Many researchers have investigated how to design online learning systems so that they can incorporate cognitive science principles known to improve learning. Some of these critical principles include spacing practice over time (rather than cramming) and self-testing. Additionally, it has been found that imposing some difficulty can benefit learning. But how much spacing? What content should be practiced next? How difficult should it be? Answers to these questions have been vague. A common answer in research and with popular learning systems (e.g., Duolingo) has been to have students practice whatever they are about to forget. In other words, high difficulty is encouraged. But even if we ignore the motivational effects of such a strategy, is it actually the most efficient approach?
Our research study, Optimizing practice scheduling requires quantitative tracking of individual item performance, showed how optimally efficient practice could be automatically scheduled for the student using a quantitative model of learning and a difficulty threshold. We hypothesized that practicing the hardest items would not be a universally optimal strategy for one simple reason: harder items are more likely to be answered incorrectly, which is frequently more time consuming due to reviewing corrective feedback.
To determine what difficulty was optimal, we developed a quantitative model of learning to track student learning that accounted for the effects of practice and spacing. We then simulated how much students would learn after the completion of practice sessions set at many different difficulty thresholds. For instance, how much would a student learn, if we had the student practice whatever content the model predicted they had an 80% chance of correctly answering (the difficulty threshold here being 80%)?
We simulated the outcomes of this approach with thousands of simulated students learning Japanese-English vocabulary at each difficulty level between 0 and 99%. What we found was counterintuitive, and unlike previous recommendations offered by researchers and learning technology companies (e.g., Duolingo). Introducing a small amount of difficulty (e.g., 90% probability) was better than a large amount (40%). Part of the reason why this worked was that answering correctly happened much faster, so it was more productive to practice many easy trials (and work up to harder content) than focus on the harder content first (and maybe not get to the easy items). Students learning-per-second was much better overall, when practice exams had a low difficulty threshold. Finally, we tested the predictions of the simulation with real student participants that practiced exams at several difficulty thresholds (including the optimal one) and verified our prediction that lower difficulty did indeed lead to superior memory recall on a final test that students completed a few days later.

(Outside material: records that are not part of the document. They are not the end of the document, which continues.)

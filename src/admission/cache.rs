use crate::admission::roles::{AuxRole, Role};
use crate::db::{AdmittedUser, AdmittedUserStore, AuxRoleAssignment};
use crate::error::{AppError, AppResult};
use dashmap::DashMap;
use std::time::{Duration, Instant};
use tracing::debug;

/// Cached admitted-user lookup
#[derive(Clone, Debug)]
pub struct CacheEntry {
    pub user: AdmittedUser,
    pub created_at: Instant,
}

impl CacheEntry {
    pub fn new(user: AdmittedUser) -> Self {
        Self {
            user,
            created_at: Instant::now(),
        }
    }

    pub fn is_expired(&self, ttl: Duration) -> bool {
        self.created_at.elapsed() > ttl
    }
}

/// Read-through cache over [`AdmittedUserStore`], plus the role-granting
/// permission policy that depends on it.
///
/// Every write goes through here so the cached entry for that user is
/// invalidated.
pub struct AdmittedUserCache {
    store: AdmittedUserStore,
    owner_id: Option<String>,
    cache: DashMap<String, CacheEntry>,
    ttl: Duration,
    max_size: usize,
}

impl std::fmt::Debug for AdmittedUserCache {
    fn fmt(&self, f: &mut std::fmt::Formatter<'_>) -> std::fmt::Result {
        f.debug_struct("AdmittedUserCache")
            .field("entries", &self.len())
            .field("ttl", &self.ttl)
            .field("max_size", &self.max_size)
            .finish_non_exhaustive()
    }
}

impl AdmittedUserCache {
    pub fn new(
        store: AdmittedUserStore,
        owner_id: Option<String>,
        ttl_secs: u64,
        max_size: usize,
    ) -> Self {
        Self {
            store,
            owner_id,
            cache: DashMap::new(),
            ttl: Duration::from_secs(ttl_secs),
            max_size,
        }
    }

    /// Look up an admitted user, from cache if fresh
    pub async fn get(&self, user_id: &str) -> AppResult<Option<AdmittedUser>> {
        if let Some(entry) = self.cache.get(user_id) {
            if !entry.is_expired(self.ttl) {
                return Ok(Some(entry.user.clone()));
            }
            drop(entry);
            self.cache.remove(user_id);
        }

        let user = self.store.get_user(user_id).await?;
        if let Some(user) = &user {
            self.insert(user.clone());
        }
        Ok(user)
    }

    pub async fn get_aux_roles(&self, user_id: &str) -> AppResult<Vec<AuxRoleAssignment>> {
        self.store.get_aux_roles(user_id).await
    }

    /// Record a newly admitted user with their roles
    pub async fn record_admission(
        &self,
        user_id: &str,
        role: Role,
        aux_roles: &[AuxRole],
    ) -> AppResult<()> {
        self.store.upsert_user(user_id, role).await?;
        for aux in aux_roles {
            self.store.add_aux_role(user_id, *aux).await?;
        }
        self.invalidate(user_id);
        Ok(())
    }

    /// Delete a user from the store and the cache
    pub async fn remove(&self, user_id: &str) -> AppResult<bool> {
        let removed = self.store.delete_user(user_id).await?;
        self.invalidate(user_id);
        Ok(removed)
    }

    pub fn invalidate(&self, user_id: &str) {
        self.cache.remove(user_id);
    }

    pub fn is_owner(&self, user_id: &str) -> bool {
        self.owner_id.as_deref() == Some(user_id)
    }

    /// Role of a requester that must already be admitted
    async fn requester_role(&self, requester: &str) -> AppResult<Role> {
        self.get(requester)
            .await?
            .map(|u| u.role)
            .ok_or_else(|| AppError::Forbidden(format!("{} is not an admitted user", requester)))
    }

    pub async fn is_moderator(&self, requester: &str) -> AppResult<bool> {
        if self.is_owner(requester) {
            return Ok(true);
        }
        Ok(self.requester_role(requester).await? == Role::Moderator)
    }

    /// Whether `requester` may grant `desired`. Non-moderators may only grant
    /// roles strictly below their own.
    pub async fn is_permitted(&self, requester: &str, desired: Role) -> AppResult<bool> {
        if self.is_owner(requester) {
            return Ok(true);
        }
        let role = self.requester_role(requester).await?;
        Ok(role == Role::Moderator || role > desired)
    }

    fn insert(&self, user: AdmittedUser) {
        if self.cache.len() >= self.max_size {
            self.evict_expired();
        }

        if self.cache.len() >= self.max_size {
            let keys_to_remove: Vec<_> = self
                .cache
                .iter()
                .take((self.max_size / 10).max(1))
                .map(|r| r.key().clone())
                .collect();
            for k in keys_to_remove {
                self.cache.remove(&k);
            }
        }

        self.cache.insert(user.user_id.clone(), CacheEntry::new(user));
    }

    fn evict_expired(&self) {
        let keys_to_remove: Vec<_> = self
            .cache
            .iter()
            .filter(|r| r.value().is_expired(self.ttl))
            .map(|r| r.key().clone())
            .collect();

        if !keys_to_remove.is_empty() {
            debug!("Evicting {} expired admitted-user entries", keys_to_remove.len());
        }
        for key in keys_to_remove {
            self.cache.remove(&key);
        }
    }

    pub fn len(&self) -> usize {
        self.cache.len()
    }

    pub fn is_empty(&self) -> bool {
        self.cache.is_empty()
    }
}

#[cfg(test)]
mod tests {
    use super::*;
    use crate::db::setup_test_db;

    async fn cache(owner: Option<&str>, ttl_secs: u64, max_size: usize) -> AdmittedUserCache {
        let store = AdmittedUserStore::new(setup_test_db().await);
        AdmittedUserCache::new(store, owner.map(String::from), ttl_secs, max_size)
    }

    #[tokio::test]
    async fn test_read_through() {
        let cache = cache(None, 3600, 100).await;
        assert_eq!(cache.get("u1").await.unwrap(), None);
        assert!(cache.is_empty());

        cache.record_admission("u1", Role::Member, &[]).await.unwrap();
        let user = cache.get("u1").await.unwrap().unwrap();
        assert_eq!(user.role, Role::Member);
        assert_eq!(cache.len(), 1);
    }

    #[tokio::test]
    async fn test_record_admission_invalidates() {
        let cache = cache(None, 3600, 100).await;
        cache.record_admission("u1", Role::Guest, &[]).await.unwrap();
        assert_eq!(cache.get("u1").await.unwrap().unwrap().role, Role::Guest);

        cache
            .record_admission("u1", Role::Member, &[AuxRole::Irl])
            .await
            .unwrap();
        assert_eq!(cache.get("u1").await.unwrap().unwrap().role, Role::Member);
        assert_eq!(cache.get_aux_roles("u1").await.unwrap().len(), 1);
    }

    #[tokio::test]
    async fn test_remove_invalidates() {
        let cache = cache(None, 3600, 100).await;
        cache.record_admission("u1", Role::Member, &[]).await.unwrap();
        cache.get("u1").await.unwrap();

        assert!(cache.remove("u1").await.unwrap());
        assert_eq!(cache.get("u1").await.unwrap(), None);
        assert!(cache.is_empty());
    }

    #[tokio::test]
    async fn test_eviction_at_capacity() {
        let cache = cache(None, 3600, 10).await;
        for i in 0..15 {
            let id = format!("u{}", i);
            cache.record_admission(&id, Role::Guest, &[]).await.unwrap();
            cache.get(&id).await.unwrap();
        }
        assert!(cache.len() <= 10);
    }

    #[tokio::test]
    async fn test_expired_entries() {
        let cache = cache(None, 0, 100).await;
        cache.record_admission("u1", Role::Guest, &[]).await.unwrap();
        cache.get("u1").await.unwrap();
        tokio::time::sleep(std::time::Duration::from_millis(10)).await;

        assert_eq!(cache.len(), 1);
        cache.evict_expired();
        assert!(cache.is_empty());
    }

    #[tokio::test]
    async fn test_permissions() {
        let cache = cache(Some("owner"), 3600, 100).await;
        cache.record_admission("mod", Role::Moderator, &[]).await.unwrap();
        cache.record_admission("member", Role::Member, &[]).await.unwrap();
        cache.record_admission("guest", Role::Guest, &[]).await.unwrap();

        assert!(cache.is_permitted("owner", Role::Moderator).await.unwrap());
        assert!(cache.is_permitted("mod", Role::Moderator).await.unwrap());
        assert!(cache.is_permitted("member", Role::Guest).await.unwrap());
        assert!(!cache.is_permitted("member", Role::Member).await.unwrap());
        assert!(!cache.is_permitted("guest", Role::Guest).await.unwrap());

        assert!(cache.is_moderator("owner").await.unwrap());
        assert!(cache.is_moderator("mod").await.unwrap());
        assert!(!cache.is_moderator("member").await.unwrap());
    }

    #[tokio::test]
    async fn test_unknown_requester_forbidden() {
        let cache = cache(None, 3600, 100).await;
        assert!(matches!(
            cache.is_permitted("stranger", Role::Guest).await,
            Err(AppError::Forbidden(_))
        ));
    }
}
use crate::admission::roles::{AuxRole, Role};
use crate::auth::DiscordUser;
use crate::error::AppResult;
use async_trait::async_trait;
use chrono::{DateTime, Utc};

/// A finalized moderator decision, posted to the log channel
#[derive(Debug, Clone, PartialEq, Eq)]
pub struct AuditEntry {
    pub target: String,
    pub actor: String,
    pub decision: Decision,
    pub at: DateTime<Utc>,
}

#[derive(Debug, Clone, PartialEq, Eq)]
pub enum Decision {
    Admitted { role: Role, aux_roles: Vec<AuxRole> },
    Banned,
}

/// Guild-side effects of the admission flow
#[async_trait]
pub trait GuildGateway: Send + Sync {
    /// Whether the user is still in the guild
    async fn is_member(&self, user_id: &str) -> AppResult<bool>;

    async fn add_role(&self, user_id: &str, role_id: &str) -> AppResult<()>;

    async fn ban_user(&self, user_id: &str, reason: &str) -> AppResult<()>;

    async fn kick_user(&self, user_id: &str, reason: &str) -> AppResult<()>;

    /// Add a user to the guild on their behalf using their OAuth access token
    async fn join_guild(&self, user_id: &str, access_token: &str) -> AppResult<()>;

    /// Post the moderator notice for a pending user, returning its message id
    async fn announce_pending(&self, user: &DiscordUser) -> AppResult<String>;

    async fn retract_announcement(&self, message_id: &str) -> AppResult<()>;

    async fn announce_decision(&self, entry: &AuditEntry) -> AppResult<()>;
}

A major takeaway from our study is that considering efficiency is vital to optimally designing educational technology. Students have limited time to study, and thus the total time it costs is a vital consideration. In fact, we found that practicing efficiently had an even larger effect on memory than spacing usually does! Practicing according to a specific difficulty threshold also answers the question: “What should the student practice next?”. Our paper also provided a general roadmap for how to implement this approach in future research and educational systems. There are 3 steps: 1) collect a dataset purely for fitting the learner model (that introduces a variety of practice contexts so the model is generalizable and properly estimates spacing effects), 2) simulate practice with a variety of difficulty thresholds, and finally 3) test how well the simulation predictions bare out with an experiment.
Critically, the optimal difficulty threshold will differ across learning contexts. Sometimes, corrective feedback may be especially beneficial for mastering a topic, and thus getting it wrong may be more efficient. Reflecting on why you got something wrong matters to differing degrees, depending on the topic (not so much for vocabulary learning, but quite a bit for Anatomy and Physiology). We are currently evaluating our approach with nursing students learning Anatomy and Physiology content and have indeed found that higher difficulty can be more efficient. We hope our work offers a roadmap for how to optimally schedule practice within online educational systems.